The Rare Tumour Clinical Trials Initiative is a partnership between OICR, Pfizer Canada, and the NCIC Clinical Trials Group (NCIC CTG), an academic clinical trials cooperative group based at Queen’s University. The NCIC CTG, led by its director, Dr Ralph Meyer, and the group’s Investigational New Drug Program, led by its director, Dr Elizabeth Eisenhauer, will conduct a multi-centre clinical trial evaluating patients with rare tumours. The initiative brings together a multidisciplinary team of clinical investigators, pathologists and genomics researchers to investigate new solutions to treating rare tumours.

Due to their infrequency, rare cancers are still quite poorly understood, severely limiting current treatment options for patients with these cancers. However, recent advances in genomics technology offer hope that better treatment options resulting from this initiative may be achieved within five years. The novel design of this trial can also serve as a template for future trials testing treatment options for other rare cancers.

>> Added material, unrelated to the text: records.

//! Bovid API routes
//!
//! # Route Structure
//!
//! - `GET /api/v1/cattle/bovids` - List the caller's bovids, newest first (`?tags=1,2`)
//! - `POST /api/v1/cattle/bovids` - Create a bovid
//! - `GET /api/v1/cattle/bovids/:id` - Detail with tags expanded to `{id, name}`
//! - `PUT /api/v1/cattle/bovids/:id` - Full update
//! - `PATCH /api/v1/cattle/bovids/:id` - Partial update
//! - `DELETE /api/v1/cattle/bovids/:id` - Delete with its life events
//! - `POST /api/v1/cattle/bovids/:id/upload-image` - Multipart `image` upload
//!
//! Bovids of other users answer 404 on every `:id` route.

use axum::{
    extract::{multipart::MultipartRejection, Multipart, State},
    http::StatusCode,
    response::{IntoResponse, Response},
    routing::{get, post},
    Router,
};

use super::{
    commands::{
        upload_image::IMAGE_FIELD, CreateBovidError, DeleteBovidError, UpdateBovidCommand,
        UpdateBovidError, UploadImageCommand, UploadImageError,
    },
    queries::{GetBovidError, ListBovidsError, ListBovidsQuery},
    types::{BovidDetailResponse, BovidPayload, BovidResponse},
};
use crate::api::extract::{JsonBody, QueryParams, ResourceId};
use crate::api::response::ApiResponse;
use crate::auth::AuthUser;
use crate::error::AppError;
use crate::features::FeatureState;
use crate::storage::MediaStorage;
use crate::store::SharedStore;

pub fn bovids_routes() -> Router<FeatureState> {
    Router::new()
        .route("/", get(list_bovids).post(create_bovid))
        .route(
            "/:id",
            get(get_bovid)
                .put(replace_bovid)
                .patch(patch_bovid)
                .delete(delete_bovid),
        )
        .route("/:id/upload-image", post(upload_image))
}

// ============================================================================
// Command Handlers (Write Operations)
// ============================================================================

/// `POST /api/v1/cattle/bovids`
///
/// ```json
/// { "name": "Bessie", "type_of_bovid": "cow", "price": "5.00", "tags": [1, 2] }
/// ```
///
/// - `201 Created` - list representation of the new bovid
/// - `400 Bad Request` - field errors
#[tracing::instrument(skip(store, media, user, payload), fields(user_id = user.id()))]
async fn create_bovid(
    State(store): State<SharedStore>,
    State(media): State<MediaStorage>,
    user: AuthUser,
    JsonBody(payload): JsonBody<BovidPayload>,
) -> Result<Response, BovidApiError> {
    let bovid = super::commands::create::handle(store.as_ref(), user.id(), payload).await?;
    Ok(ApiResponse::success(BovidResponse::from_bovid(bovid, &media))
        .with_status(StatusCode::CREATED))
}

/// `PUT /api/v1/cattle/bovids/:id`
#[tracing::instrument(skip(store, media, user, payload), fields(user_id = user.id()))]
async fn replace_bovid(
    State(store): State<SharedStore>,
    State(media): State<MediaStorage>,
    user: AuthUser,
    ResourceId(id): ResourceId,
    JsonBody(payload): JsonBody<BovidPayload>,
) -> Result<Response, BovidApiError> {
    update(store, media, user, id, payload, false).await
}

/// `PATCH /api/v1/cattle/bovids/:id`
#[tracing::instrument(skip(store, media, user, payload), fields(user_id = user.id()))]
async fn patch_bovid(
    State(store): State<SharedStore>,
    State(media): State<MediaStorage>,
    user: AuthUser,
    ResourceId(id): ResourceId,
    JsonBody(payload): JsonBody<BovidPayload>,
) -> Result<Response, BovidApiError> {
    update(store, media, user, id, payload, true).await
}

async fn update(
    store: SharedStore,
    media: MediaStorage,
    user: AuthUser,
    id: i64,
    payload: BovidPayload,
    partial: bool,
) -> Result<Response, BovidApiError> {
    let command = UpdateBovidCommand {
        id,
        payload,
        partial,
    };
    let bovid = super::commands::update::handle(store.as_ref(), user.id(), command).await?;
    Ok(ApiResponse::success(BovidResponse::from_bovid(bovid, &media)).into_response())
}

/// `DELETE /api/v1/cattle/bovids/:id`
///
/// - `204 No Content`
/// - `404 Not Found`
#[tracing::instrument(skip(store, media, user), fields(user_id = user.id()))]
async fn delete_bovid(
    State(store): State<SharedStore>,
    State(media): State<MediaStorage>,
    user: AuthUser,
    ResourceId(id): ResourceId,
) -> Result<Response, BovidApiError> {
    super::commands::delete::handle(store.as_ref(), &media, user.id(), id).await?;
    Ok(StatusCode::NO_CONTENT.into_response())
}

/// `POST /api/v1/cattle/bovids/:id/upload-image`
///
/// Multipart form with a single file part named `image`.
///
/// - `200 OK` - `{id, image}`
/// - `400 Bad Request` - missing part or not a decodable image
/// - `404 Not Found`
#[tracing::instrument(skip(store, media, user, multipart), fields(user_id = user.id()))]
async fn upload_image(
    State(store): State<SharedStore>,
    State(media): State<MediaStorage>,
    user: AuthUser,
    ResourceId(id): ResourceId,
    multipart: Result<Multipart, MultipartRejection>,
) -> Result<Response, BovidApiError> {
    let mut multipart = multipart.map_err(AppError::from)?;
    let data = read_file_field(&mut multipart, IMAGE_FIELD).await?;

    let command = UploadImageCommand { id, data };
    let response =
        super::commands::upload_image::handle(store.as_ref(), &media, user.id(), command).await?;

    Ok(ApiResponse::success(response).into_response())
}

/// Bytes of the first part called `name`; other parts are skipped
async fn read_file_field(
    multipart: &mut Multipart,
    name: &str,
) -> Result<Option<Vec<u8>>, AppError> {
    while let Some(field) = multipart
        .next_field()
        .await
        .map_err(|e| AppError::BadRequest(e.body_text()))?
    {
        if field.name() == Some(name) {
            let bytes = field
                .bytes()
                .await
                .map_err(|e| AppError::BadRequest(e.body_text()))?;
            return Ok(Some(bytes.to_vec()));
        }
    }
    Ok(None)
}

// ============================================================================
// Query Handlers (Read Operations)
// ============================================================================

/// `GET /api/v1/cattle/bovids?tags=1,2`
#[tracing::instrument(skip(store, media, user), fields(user_id = user.id()))]
async fn list_bovids(
    State(store): State<SharedStore>,
    State(media): State<MediaStorage>,
    user: AuthUser,
    QueryParams(query): QueryParams<ListBovidsQuery>,
) -> Result<Response, BovidApiError> {
    let bovids = super::queries::list::handle(store.as_ref(), user.id(), query).await?;

    tracing::debug!(count = bovids.len(), "Bovids listed via API");

    let items: Vec<BovidResponse> = bovids
        .into_iter()
        .map(|bovid| BovidResponse::from_bovid(bovid, &media))
        .collect();
    Ok(ApiResponse::success(items).into_response())
}

/// `GET /api/v1/cattle/bovids/:id`
#[tracing::instrument(skip(store, media, user), fields(user_id = user.id()))]
async fn get_bovid(
    State(store): State<SharedStore>,
    State(media): State<MediaStorage>,
    user: AuthUser,
    ResourceId(id): ResourceId,
) -> Result<Response, BovidApiError> {
    let (bovid, tags) = super::queries::get::handle(store.as_ref(), user.id(), id).await?;
    Ok(ApiResponse::success(BovidDetailResponse::new(bovid, tags, &media)).into_response())
}

// ============================================================================
// Error Handling
// ============================================================================

/// Unified error type for bovid API endpoints
#[derive(Debug, thiserror::Error)]
enum BovidApiError {
    #[error(transparent)]
    Create(#[from] CreateBovidError),
    #[error(transparent)]
    Update(#[from] UpdateBovidError),
    #[error(transparent)]
    Delete(#[from] DeleteBovidError),
    #[error(transparent)]
    Upload(#[from] UploadImageError),
    #[error(transparent)]
    Get(#[from] GetBovidError),
    #[error(transparent)]
    List(#[from] ListBovidsError),
    #[error(transparent)]
    Request(#[from] AppError),
}

impl From<BovidApiError> for AppError {
    fn from(err: BovidApiError) -> Self {
        use BovidApiError as E;

        match err {
            E::Update(UpdateBovidError::NotFound(_))
            | E::Delete(DeleteBovidError::NotFound(_))
            | E::Upload(UploadImageError::NotFound(_))
            | E::Get(GetBovidError::NotFound(_)) => AppError::NotFound,

            E::Create(CreateBovidError::Validation(errors))
            | E::Update(UpdateBovidError::Validation(errors))
            | E::Upload(UploadImageError::Validation(errors))
            | E::List(ListBovidsError::Validation(errors)) => AppError::Validation(errors),

            E::Create(CreateBovidError::Store(e))
            | E::Update(UpdateBovidError::Store(e))
            | E::Delete(DeleteBovidError::Store(e))
            | E::Upload(UploadImageError::Store(e))
            | E::Get(GetBovidError::Store(e))
            | E::List(ListBovidsError::Store(e)) => AppError::Store(e),

            E::Upload(UploadImageError::Storage(e)) => AppError::Storage(e),
            E::Request(e) => e,
        }
    }
}

impl IntoResponse for BovidApiError {
    fn into_response(self) -> Response {
        AppError::from(self).into_response()
    }
}

#[cfg(test)]
mod tests {
    use super::*;

    #[test]
    fn test_not_found_variants_map_to_404() {
        for err in [
            BovidApiError::Update(UpdateBovidError::NotFound(1)),
            BovidApiError::Delete(DeleteBovidError::NotFound(1)),
            BovidApiError::Upload(UploadImageError::NotFound(1)),
            BovidApiError::Get(GetBovidError::NotFound(1)),
        ] {
            assert_eq!(AppError::from(err).status(), StatusCode::NOT_FOUND);
        }
    }
}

Dr Hudson also announced the Genomics Cohort Study for Ontario Clinical Trials, an HICT Program initiative in collaboration with University Health Network’s Princess Margaret Hospital (PMH), led by Dr Lillian Siu, director of the Phase I Program at PMH. OICR’s High Impact Clinical Trials program will collaborate with genomics researchers to develop standard operating procedures that will help to safely and effectively integrate cutting-edge genomic technology with standard clinical practice and improve patient care. This will help to determine how best to match patients to the most optimal treatments using genetic information to maximize anti-tumour efficacy and reduce side effects. There are investigators involved in the study at cancer centres in Ottawa, London, Hamilton and Thunder Bay.